Il a souligné que la recherche britannique suggère que la plupart des transferts d'énergie auront lieu dans la fenêtre de 4 à 20 heures, un segment où RheEnergise pense pouvoir dominer. "Peut-être que 60% de l'énergie totale déplacée par le stockage se trouve dans la partie du marché où nous avons la plus grande force.
Au-delà, le marché potentiel est vaste. "D'ici 2040, le marché mondial total en termes de dépenses d'investissement s'élèvera à $4 trillions", a déclaré M. Crosher, citant une étude de McKinsey pour le Conseil du stockage de l'énergie à long terme.

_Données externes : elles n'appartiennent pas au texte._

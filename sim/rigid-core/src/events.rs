//! World events.
//!
//! The world queues events while stepping; drain them with
//! [`World::drain_events`](crate::World::drain_events).

use rigid_types::{BodyId, EquationId, ShapeId};

#[cfg(feature = "serde")]
use serde::{Deserialize, Serialize};

/// Something that happened in the world.
#[derive(Debug, Clone, Copy, PartialEq)]
#[cfg_attr(feature = "serde", derive(Serialize, Deserialize))]
pub enum WorldEvent {
    /// A body was added.
    BodyAdded(BodyId),
    /// A body was removed.
    BodyRemoved(BodyId),
    /// Contacts are solved and damping applied; integration comes next.
    PreStep,
    /// Integration finished and time advanced.
    PostStep,
    /// First contact between two bodies after a step without one. Emitted
    /// once per pair and step, with the contact row that triggered it.
    Collide {
        /// First body of the contact.
        body_a: BodyId,
        /// Second body of the contact.
        body_b: BodyId,
        /// Shape of the first body.
        shape_a: Option<ShapeId>,
        /// Shape of the second body.
        shape_b: Option<ShapeId>,
        /// The contact row.
        contact: EquationId,
    },
    /// Two bodies started overlapping.
    BeginContact {
        /// One body.
        body_a: BodyId,
        /// The other body.
        body_b: BodyId,
    },
    /// Two bodies stopped overlapping.
    EndContact {
        /// One body.
        body_a: BodyId,
        /// The other body.
        body_b: BodyId,
    },
    /// Two shapes started overlapping.
    BeginShapeContact {
        /// One shape.
        shape_a: ShapeId,
        /// The other shape.
        shape_b: ShapeId,
        /// Owner of `shape_a`.
        body_a: BodyId,
        /// Owner of `shape_b`.
        body_b: BodyId,
    },
    /// Two shapes stopped overlapping.
    EndShapeContact {
        /// One shape.
        shape_a: ShapeId,
        /// The other shape.
        shape_b: ShapeId,
        /// Owner of `shape_a`.
        body_a: BodyId,
        /// Owner of `shape_b`.
        body_b: BodyId,
    },
    /// A body became sleepy.
    Sleepy(BodyId),
    /// A body fell asleep.
    Sleep(BodyId),
    /// A sleeping body woke up.
    WakeUp(BodyId),
}

impl WorldEvent {
    /// Bodies the event is about.
    #[must_use]
    pub fn bodies(&self) -> (Option<BodyId>, Option<BodyId>) {
        match *self {
            Self::BodyAdded(b)
            | Self::BodyRemoved(b)
            | Self::Sleepy(b)
            | Self::Sleep(b)
            | Self::WakeUp(b) => (Some(b), None),
            Self::PreStep | Self::PostStep => (None, None),
            Self::Collide { body_a, body_b, .. }
            | Self::BeginContact { body_a, body_b }
            | Self::EndContact { body_a, body_b }
            | Self::BeginShapeContact { body_a, body_b, .. }
            | Self::EndShapeContact { body_a, body_b, .. } => (Some(body_a), Some(body_b)),
        }
    }

    /// Whether the event involves `body`.
    #[must_use]
    pub fn involves(&self, body: BodyId) -> bool {
        let (a, b) = self.bodies();
        a == Some(body) || b == Some(body)
    }
}

#[cfg(test)]
mod tests {
    use super::*;

    #[test]
    fn test_involves() {
        let a = BodyId::new(1);
        let b = BodyId::new(2);
        let event = WorldEvent::BeginContact { body_a: a, body_b: b };
        assert!(event.involves(a));
        assert!(event.involves(b));
        assert!(!WorldEvent::PreStep.involves(a));
        assert!(!WorldEvent::WakeUp(a).involves(b));
    }
}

Mines, constructions modulaires et dynamisme du marché
L'une des premières zones d'intérêt de la société est constituée par les sites miniers, en activité ou désaffectés, qui offrent une élévation prête à l'emploi, une forte demande d'énergie et, dans certains cas, les matières premières nécessaires à la création du fluide breveté de RheEnergise.

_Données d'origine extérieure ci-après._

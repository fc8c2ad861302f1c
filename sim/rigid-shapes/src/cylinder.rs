//! Cylinders and cones, approximated as convex polyhedra.
//!
//! The axis runs along local Z from `-height / 2` (bottom) to `+height / 2`
//! (top). A zero radius on one end collapses that ring into an apex, which
//! turns the cylinder into a cone.

use std::f64::consts::TAU;

use rigid_types::math::{Quat, Vec3};
use rigid_types::{Aabb, Result, RigidError};

use crate::convex::ConvexPolyhedron;

/// A (possibly truncated) cylinder with `segments` side faces.
#[derive(Debug, Clone, PartialEq)]
pub struct Cylinder {
    radius_top: f64,
    radius_bottom: f64,
    height: f64,
    segments: usize,
    convex: ConvexPolyhedron,
}

impl Cylinder {
    /// Build a cylinder. At least one radius must be positive and at least
    /// three segments are required.
    pub fn new(radius_top: f64, radius_bottom: f64, height: f64, segments: usize) -> Result<Self> {
        if segments < 3 {
            return Err(RigidError::invalid_shape(format!(
                "cylinder needs at least 3 segments, got {segments}"
            )));
        }
        if !height.is_finite() || height <= 0.0 {
            return Err(RigidError::invalid_shape(format!(
                "cylinder height must be positive, got {height}"
            )));
        }
        for r in [radius_top, radius_bottom] {
            if !r.is_finite() || r < 0.0 {
                return Err(RigidError::invalid_shape(format!(
                    "cylinder radius must be non-negative, got {r}"
                )));
            }
        }
        if radius_top == 0.0 && radius_bottom == 0.0 {
            return Err(RigidError::invalid_shape("cylinder has two zero radii"));
        }

        let half = height * 0.5;
        let mut vertices = Vec::with_capacity(2 * segments);
        let bottom = ring(&mut vertices, radius_bottom, -half, segments);
        let top = ring(&mut vertices, radius_top, half, segments);

        let mut faces = Vec::with_capacity(segments + 2);
        for i in 0..segments {
            let j = (i + 1) % segments;
            let mut face = vec![bottom[i], bottom[j], top[j], top[i]];
            face.dedup();
            if face.first() == face.last() {
                face.pop();
            }
            faces.push(face);
        }
        if radius_top > 0.0 {
            faces.push(top.clone());
        }
        if radius_bottom > 0.0 {
            faces.push(bottom.iter().rev().copied().collect());
        }

        let convex = ConvexPolyhedron::new(vertices, faces)?;
        Ok(Self {
            radius_top,
            radius_bottom,
            height,
            segments,
            convex,
        })
    }

    /// Radius at `+height / 2`.
    #[must_use]
    pub fn radius_top(&self) -> f64 {
        self.radius_top
    }

    /// Radius at `-height / 2`.
    #[must_use]
    pub fn radius_bottom(&self) -> f64 {
        self.radius_bottom
    }

    /// Length along local Z.
    #[must_use]
    pub fn height(&self) -> f64 {
        self.height
    }

    /// Number of side faces.
    #[must_use]
    pub fn segments(&self) -> usize {
        self.segments
    }

    /// The polyhedron used for collision.
    #[must_use]
    pub fn convex(&self) -> &ConvexPolyhedron {
        &self.convex
    }

    /// Volume of the polyhedral approximation.
    #[must_use]
    pub fn volume(&self) -> f64 {
        self.convex.volume()
    }

    /// Principal moments, from the local bounding box.
    #[must_use]
    pub fn calculate_local_inertia(&self, mass: f64) -> Vec3 {
        self.convex.calculate_local_inertia(mass)
    }

    /// Bounding box at a world pose.
    #[must_use]
    pub fn calculate_world_aabb(&self, position: &Vec3, quaternion: &Quat) -> Aabb {
        self.convex.calculate_world_aabb(position, quaternion)
    }
}

/// Push one ring of vertices and return their indices. A zero radius
/// produces a single apex vertex shared by every slot.
fn ring(vertices: &mut Vec<Vec3>, radius: f64, z: f64, segments: usize) -> Vec<usize> {
    if radius == 0.0 {
        vertices.push(Vec3::new(0.0, 0.0, z));
        return vec![vertices.len() - 1; segments];
    }
    (0..segments)
        .map(|i| {
            let theta = TAU * i as f64 / segments as f64;
            vertices.push(Vec3::new(radius * theta.cos(), radius * theta.sin(), z));
            vertices.len() - 1
        })
        .collect()
}

#[cfg(test)]
#[allow(clippy::unwrap_used, clippy::expect_used, clippy::float_cmp)]
mod tests {
    use super::*;
    use approx::assert_relative_eq;

    #[test]
    fn test_cylinder_topology() {
        let c = Cylinder::new(1.0, 1.0, 2.0, 8).unwrap();
        assert_eq!(c.convex().vertices().len(), 16);
        assert_eq!(c.convex().faces().len(), 10);

        let normals = c.convex().face_normals();
        assert!(normals.iter().any(|n| (n - Vec3::z()).norm() < 1e-12));
        assert!(normals.iter().any(|n| (n + Vec3::z()).norm() < 1e-12));
    }

    #[test]
    fn test_volume_approaches_cylinder() {
        let c = Cylinder::new(1.0, 1.0, 1.0, 64).unwrap();
        assert_relative_eq!(c.volume(), std::f64::consts::PI, max_relative = 1e-2);
    }

    #[test]
    fn test_cone_has_apex() {
        let cone = Cylinder::new(0.0, 1.0, 1.0, 6).unwrap();
        assert_eq!(cone.convex().vertices().len(), 7);
        assert_eq!(cone.convex().faces().len(), 7);
        assert!(cone.convex().faces()[..6].iter().all(|f| f.len() == 3));
    }

    #[test]
    fn test_invalid_cylinders() {
        assert!(Cylinder::new(1.0, 1.0, 1.0, 2).is_err());
        assert!(Cylinder::new(0.0, 0.0, 1.0, 8).is_err());
        assert!(Cylinder::new(1.0, 1.0, 0.0, 8).is_err());
    }
}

"Les mines sont pour nous un marché de tête de pont", a déclaré M. Crosher. "Elles ont une forte demande d'énergie fonctionnant 24 heures sur 24, mais elles comprennent aussi parfaitement ce que nous faisons... et nous avons également la possibilité de créer notre fluide à haute densité à partir de certains déchets."
L'intérêt vient du monde entier. L'entreprise a des contacts dans plus de 25 pays et a signé des protocoles d'accord avec des partenaires au Canada, au Royaume-Uni, au Chili et en Australie.
L'un des cas les plus remarquables est celui du nord du Chili, où la production solaire a dépassé la capacité du réseau à l'absorber. "Pendant environ 1 600 heures par an, les prix sont nuls ou négatifs sur le marché chilien de l'électricité", explique M. Crosher. "C'est simplement dû à la quantité d'énergie solaire sur le réseau. C'est une bonne chose pour nous, mais ce n'est pas une bonne chose pour les propriétaires de ces actifs énergétiques.

Le processus RheEnergise peut utiliser des collines plus petites que l'hydroélectricité traditionnelle.
Tests finaux et financement futur
Le projet de Plymouth entre maintenant dans sa phase de mise en service. "Nous sommes en train de mettre le site sous tension. La semaine prochaine, nous mettrons en service les aspects électriques des générateurs, des moteurs et des entraînements", a déclaré M. Crosher. "Les résultats sont en grande partie un processus que nous prévoyons de mettre en œuvre au cours de l'été.
À ce jour, l'entreprise a levé plus de 15 millions de livres sterling, dont les deux tiers sous forme de subventions non dilutives, et 2 millions de livres sterling sont encore disponibles dans le cadre de son dernier tour de table. "Le prix de l'action est de 15,76 livres sterling... nous voulons vraiment que cela change, en espérant que cela soit multiplié par trois ou quatre lorsque nous participerons au tour de table institutionnel à la fin de l'année.
Ensuite, la feuille de route prévoit des projets inédits et des projets de suivi au Royaume-Uni, en Irlande, en Pologne et en Amérique du Nord.
La vision reste simple : "L'hydroélectricité à haute densité. Situer les projets sur de petites collines plutôt que sur des montagnes. Et pour ce faire, nous utilisons une suspension minérale à haute densité".